Testing with out-of-sample

wenwenyu / PICK-pytorch

Code for the paper "PICK: Processing Key Information Extraction from Documents using Improved Graph Learning-Convolutional Networks" (ICPR 2020)

https://arxiv.org/abs/2004.07464

MIT License

553 stars 191 forks source link

Testing with out-of-sample #48

Closed karthikesh2020 closed 3 years ago

karthikesh2020 commented 3 years ago

While testing with out-of-sample images, i tried creating boxes_and_transcripts for new images using tesseract & prepare tsv files. but when i'm predicting output is not good as in-sample testing images.

kindly please let us know way to create bounding box files (tsv) for prediction for this model.

Also can we predict without tsv files?

Note: In tesseract i tried both WORD & TEXTLINE bounding boxes

tengerye commented 3 years ago

@karthikesh2020 What is the accuracy of Tesseract on your cases? A tool to recognize texts from images is necessary for our model.

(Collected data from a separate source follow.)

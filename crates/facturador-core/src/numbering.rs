//! # Document Numbering
//!
//! Formatting and parsing of SUNAT series/correlativo pairs.
//!
//! ## Format
//! ```text
//! ┌─────────────────────────────────────────────────────────────────────────┐
//! │                       F001-000042                                       │
//! │                       ──── ──────                                       │
//! │                        │     │                                          │
//! │                        │     └── correlativo, zero-padded to 6 digits   │
//! │                        └──────── series, 1-4 ASCII alphanumerics        │
//! │                                                                         │
//! │  Every number this crate produces or accepts matches                    │
//! │      ^[A-Za-z0-9]+-\d{6}$                                               │
//! └─────────────────────────────────────────────────────────────────────────┘
//! ```

use serde::{Deserialize, Serialize};
use std::fmt;
use std::str::FromStr;
use ts_rs::TS;

use crate::error::{CoreError, CoreResult};
use crate::validation::validate_series;
use crate::{MAX_DOCUMENT_NUMBER, NUMBER_WIDTH};

/// A parsed `SERIES-NNNNNN` document number.
#[derive(Debug, Clone, PartialEq, Eq, Hash, Serialize, Deserialize, TS)]
#[ts(export)]
pub struct DocumentNumber {
    pub series: String,
    pub number: u32,
}

impl DocumentNumber {
    /// Builds a document number, checking the series and the number range.
    pub fn new(series: impl Into<String>, number: u32) -> CoreResult<Self> {
        let series = series.into();
        validate_series(&series)?;
        check_range(number as u64)?;
        Ok(DocumentNumber { series, number })
    }

    /// Parses `F001-000042`.
    ///
    /// The numeric part must be exactly six digits; `F001-42` is rejected
    /// even though the value is in range.
    pub fn parse(input: &str) -> CoreResult<Self> {
        let malformed = || CoreError::MalformedDocumentNumber(input.to_string());

        let (series, digits) = input.split_once('-').ok_or_else(malformed)?;

        if series.is_empty() || !series.chars().all(|c| c.is_ascii_alphanumeric()) {
            return Err(malformed());
        }
        if digits.len() != NUMBER_WIDTH || !digits.chars().all(|c| c.is_ascii_digit()) {
            return Err(malformed());
        }

        let number = digits.parse::<u32>().map_err(|_| malformed())?;

        Ok(DocumentNumber {
            series: series.to_string(),
            number,
        })
    }
}

impl fmt::Display for DocumentNumber {
    fn fmt(&self, f: &mut fmt::Formatter<'_>) -> fmt::Result {
        write!(f, "{}-{:0width$}", self.series, self.number, width = NUMBER_WIDTH)
    }
}

impl FromStr for DocumentNumber {
    type Err = CoreError;

    fn from_str(s: &str) -> Result<Self, Self::Err> {
        DocumentNumber::parse(s)
    }
}

/// Formats `series` and `number` as `SERIES-NNNNNN`.
///
/// ## Example
/// ```rust
/// use facturador_core::numbering::format_document_number;
///
/// assert_eq!(format_document_number("B001", 5).unwrap(), "B001-000005");
/// assert!(format_document_number("B001", 1_000_000).is_err());
/// ```
pub fn format_document_number(series: &str, number: u32) -> CoreResult<String> {
    Ok(DocumentNumber::new(series, number)?.to_string())
}

/// True when `input` has the `SERIES-NNNNNN` shape.
pub fn is_well_formed(input: &str) -> bool {
    DocumentNumber::parse(input).is_ok()
}

fn check_range(number: u64) -> CoreResult<()> {
    if number == 0 || number > MAX_DOCUMENT_NUMBER as u64 {
        return Err(CoreError::NumberOutOfRange {
            number,
            max: MAX_DOCUMENT_NUMBER,
        });
    }
    Ok(())
}
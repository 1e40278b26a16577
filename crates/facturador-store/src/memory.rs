//! # In-Memory Store
//!
//! [`KeyValueStore`] over a `HashMap`, for tests and for running without a
//! database file.

use async_trait::async_trait;
use std::collections::HashMap;
use tokio::sync::RwLock;

use crate::error::StoreResult;
use crate::kv::KeyValueStore;

/// Process-local key-value store. Contents are lost on drop.
#[derive(Debug, Default)]
pub struct MemoryStore {
    entries: RwLock<HashMap<String, String>>,
}

impl MemoryStore {
    pub fn new() -> Self {
        Self::default()
    }

    /// Number of stored keys.
    pub async fn len(&self) -> usize {
        self.entries.read().await.len()
    }

    pub async fn is_empty(&self) -> bool {
        self.entries.read().await.is_empty()
    }
}

#[async_trait]
impl KeyValueStore for MemoryStore {
    async fn get(&self, key: &str) -> StoreResult<Option<String>> {
        Ok(self.entries.read().await.get(key).cloned())
    }

    async fn set(&self, key: &str, value: &str) -> StoreResult<()> {
        self.entries
            .write()
            .await
            .insert(key.to_string(), value.to_string());
        Ok(())
    }
}
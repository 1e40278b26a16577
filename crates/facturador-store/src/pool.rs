//! # Database Pool Management
//!
//! Connection pool creation and configuration for the local SQLite store.
//!
//! ## Architecture
//! ```text
//! ┌─────────────────────────────────────────────────────────────────────────┐
//! │                      Database Connection Pool                           │
//! │                                                                         │
//! │  AppContext startup                                                    │
//! │       │                                                                 │
//! │       ▼                                                                 │
//! │  DbConfig::new(path) ← Configure pool settings                         │
//! │       │                                                                 │
//! │       ▼                                                                 │
//! │  Database::new(config).await ← Create pool + run migrations            │
//! │       │                                                                 │
//! │       ▼                                                                 │
//! │  db.kv() ──► SqliteKvStore ──► SeriesRepository / BillingRepository   │
//! └─────────────────────────────────────────────────────────────────────────┘
//! ```
//!
//! ## WAL Mode
//! File databases use WAL journaling with NORMAL synchronous, so a reader
//! (the form showing the next number) never waits on a counter write.

use sqlx::sqlite::{SqliteConnectOptions, SqliteJournalMode, SqlitePoolOptions, SqliteSynchronous};
use sqlx::SqlitePool;
use std::path::PathBuf;
use std::str::FromStr;
use std::time::Duration;
use tracing::{debug, info};

use crate::error::{StoreError, StoreResult};
use crate::migrations;
use crate::repository::sqlite::SqliteKvStore;

const MEMORY_PATH: &str = ":memory:";

// =============================================================================
// Configuration
// =============================================================================

/// Database configuration.
///
/// ## Example
/// ```rust,ignore
/// let config = DbConfig::new("/path/to/facturador.db")
///     .max_connections(4)
///     .connect_timeout(Duration::from_secs(5));
/// ```
#[derive(Debug, Clone)]
pub struct DbConfig {
    /// Path to the SQLite database file, or `:memory:`.
    pub database_path: PathBuf,

    /// Maximum number of connections in the pool.
    /// Default: 4
    pub max_connections: u32,

    /// Connection acquire timeout.
    /// Default: 30 seconds
    pub connect_timeout: Duration,

    /// Whether to run migrations on connect.
    /// Default: true
    pub run_migrations: bool,
}

impl DbConfig {
    /// Creates a configuration for the database file at `path`.
    /// The file is created if it doesn't exist.
    pub fn new(path: impl Into<PathBuf>) -> Self {
        DbConfig {
            database_path: path.into(),
            max_connections: 4,
            connect_timeout: Duration::from_secs(30),
            run_migrations: true,
        }
    }

    /// Sets the maximum number of connections.
    pub fn max_connections(mut self, max: u32) -> Self {
        self.max_connections = max;
        self
    }

    /// Sets the connection timeout.
    pub fn connect_timeout(mut self, timeout: Duration) -> Self {
        self.connect_timeout = timeout;
        self
    }

    /// Sets whether to run migrations on connect.
    pub fn run_migrations(mut self, run: bool) -> Self {
        self.run_migrations = run;
        self
    }

    /// Creates an in-memory database configuration (for testing).
    pub fn in_memory() -> Self {
        DbConfig {
            database_path: PathBuf::from(MEMORY_PATH),
            max_connections: 1, // each connection would get its own database
            connect_timeout: Duration::from_secs(5),
            run_migrations: true,
        }
    }

    /// True when this configuration points at `:memory:`.
    pub fn is_in_memory(&self) -> bool {
        self.database_path.as_os_str() == MEMORY_PATH
    }
}

// =============================================================================
// Database
// =============================================================================

/// Database handle providing access to the key-value store.
#[derive(Debug, Clone)]
pub struct Database {
    pool: SqlitePool,
}

impl Database {
    /// Opens the pool and runs migrations (if enabled).
    ///
    /// ## Returns
    /// * `Ok(Database)` - Ready-to-use handle
    /// * `Err(StoreError)` - Connection or migration failed
    pub async fn new(config: DbConfig) -> StoreResult<Self> {
        info!(
            path = %config.database_path.display(),
            "Initializing database connection"
        );

        let pool = if config.is_in_memory() {
            let options = SqliteConnectOptions::from_str("sqlite::memory:")
                .map_err(|e| StoreError::ConnectionFailed(e.to_string()))?;

            // The database lives as long as its only connection.
            SqlitePoolOptions::new()
                .max_connections(1)
                .min_connections(1)
                .acquire_timeout(config.connect_timeout)
                .idle_timeout(None)
                .max_lifetime(None)
                .connect_with(options)
                .await
                .map_err(|e| StoreError::ConnectionFailed(e.to_string()))?
        } else {
            let connect_url = format!("sqlite://{}?mode=rwc", config.database_path.display());

            let options = SqliteConnectOptions::from_str(&connect_url)
                .map_err(|e| StoreError::ConnectionFailed(e.to_string()))?
                .journal_mode(SqliteJournalMode::Wal)
                .synchronous(SqliteSynchronous::Normal)
                .create_if_missing(true);

            SqlitePoolOptions::new()
                .max_connections(config.max_connections)
                .acquire_timeout(config.connect_timeout)
                .connect_with(options)
                .await
                .map_err(|e| StoreError::ConnectionFailed(e.to_string()))?
        };

        debug!(
            max_connections = config.max_connections,
            "Database pool created"
        );

        let db = Database { pool };

        if config.run_migrations {
            db.run_migrations().await?;
        }

        Ok(db)
    }

    /// Applies pending migrations. Idempotent.
    pub async fn run_migrations(&self) -> StoreResult<()> {
        migrations::run_migrations(&self.pool).await
    }

    /// Returns a reference to the connection pool.
    pub fn pool(&self) -> &SqlitePool {
        &self.pool
    }

    /// Returns the key-value store backed by this database.
    ///
    /// ## Example
    /// ```rust,ignore
    /// let store: SharedStore = Arc::new(db.kv());
    /// ```
    pub fn kv(&self) -> SqliteKvStore {
        SqliteKvStore::new(self.pool.clone())
    }

    /// Closes the pool. Every store operation fails afterwards.
    pub async fn close(&self) {
        info!("Closing database connection pool");
        self.pool.close().await;
    }

    /// Checks if the database can execute queries.
    pub async fn health_check(&self) -> bool {
        sqlx::query("SELECT 1").execute(&self.pool).await.is_ok()
    }
}

// =============================================================================
// Unit Tests
// =============================================================================
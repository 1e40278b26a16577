//! # Database Migrations
//!
//! Embedded SQL migrations for the local store.
//!
//! ## Adding New Migrations
//!
//! 1. Create a new file in `migrations/sqlite/` with the next sequence number
//! 2. Name format: `NNN_description.sql`
//! 3. Write idempotent SQL (`IF NOT EXISTS`)
//! 4. **NEVER** modify existing migrations - always add new ones

use sqlx::SqlitePool;
use tracing::info;

use crate::error::StoreResult;

/// Migrations embedded from `migrations/sqlite` at compile time.
static MIGRATOR: sqlx::migrate::Migrator = sqlx::migrate!("../../migrations/sqlite");

/// Runs all pending migrations, in filename order, each in a transaction.
pub async fn run_migrations(pool: &SqlitePool) -> StoreResult<()> {
    info!("Checking for pending migrations");
    MIGRATOR.run(pool).await?;
    info!("All migrations applied successfully");
    Ok(())
}

/// Returns `(embedded, applied)` migration counts, for diagnostics.
pub async fn migration_status(pool: &SqlitePool) -> StoreResult<(usize, usize)> {
    let total = MIGRATOR.migrations.len();

    let applied: i64 = sqlx::query_scalar("SELECT COUNT(*) FROM _sqlx_migrations")
        .fetch_one(pool)
        .await
        .unwrap_or(0);

    Ok((total, applied as usize))
}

karthikesh2020 commented 3 years ago

Firstly Thankyou @tengerye for fast response.

Tesseract accuracy is good for extracting text information but the bounding box is either at word or line or para or block level. For our current model, i think the bounding box info from tesseract is not good.

can you suggest any tool or model best for bounding box recognition suitable for this current model

tsv file is mandatory for prediction is it?

tengerye commented 3 years ago

@karthikesh2020 Yes, the model predicts on the texts (bounding boxes included) provided by OCR. Currently, the texts are either provided within the (open) dataset or from private tool (self-made). I suggest start with searching similar tools from big companies like Google, Facebook, etc.

All I can tell you is the OCR results make a huge difference.

karthikesh2020 commented 3 years ago

Sure @tengerye, I will tryout with Tesseract OCR itself which is google's free version.

I labelled my dataset manually & extracted tsv file.

can i label as below way & train our model? i mean each word is assigned with a label like vendor_name etc..

Screenshot 2020-10-13 at 7

tengerye commented 3 years ago

@karthikesh2020 Yes, and if there are too many words on each page, use GPUs with large memory and set limit of the number of sentence to whatever you need.

karthikesh2020 commented 3 years ago

Thank you so much @tengerye for the support. I will follow your resolution.

ninjakx commented 3 years ago

@karthikesh2020 : were you able to solve the problem?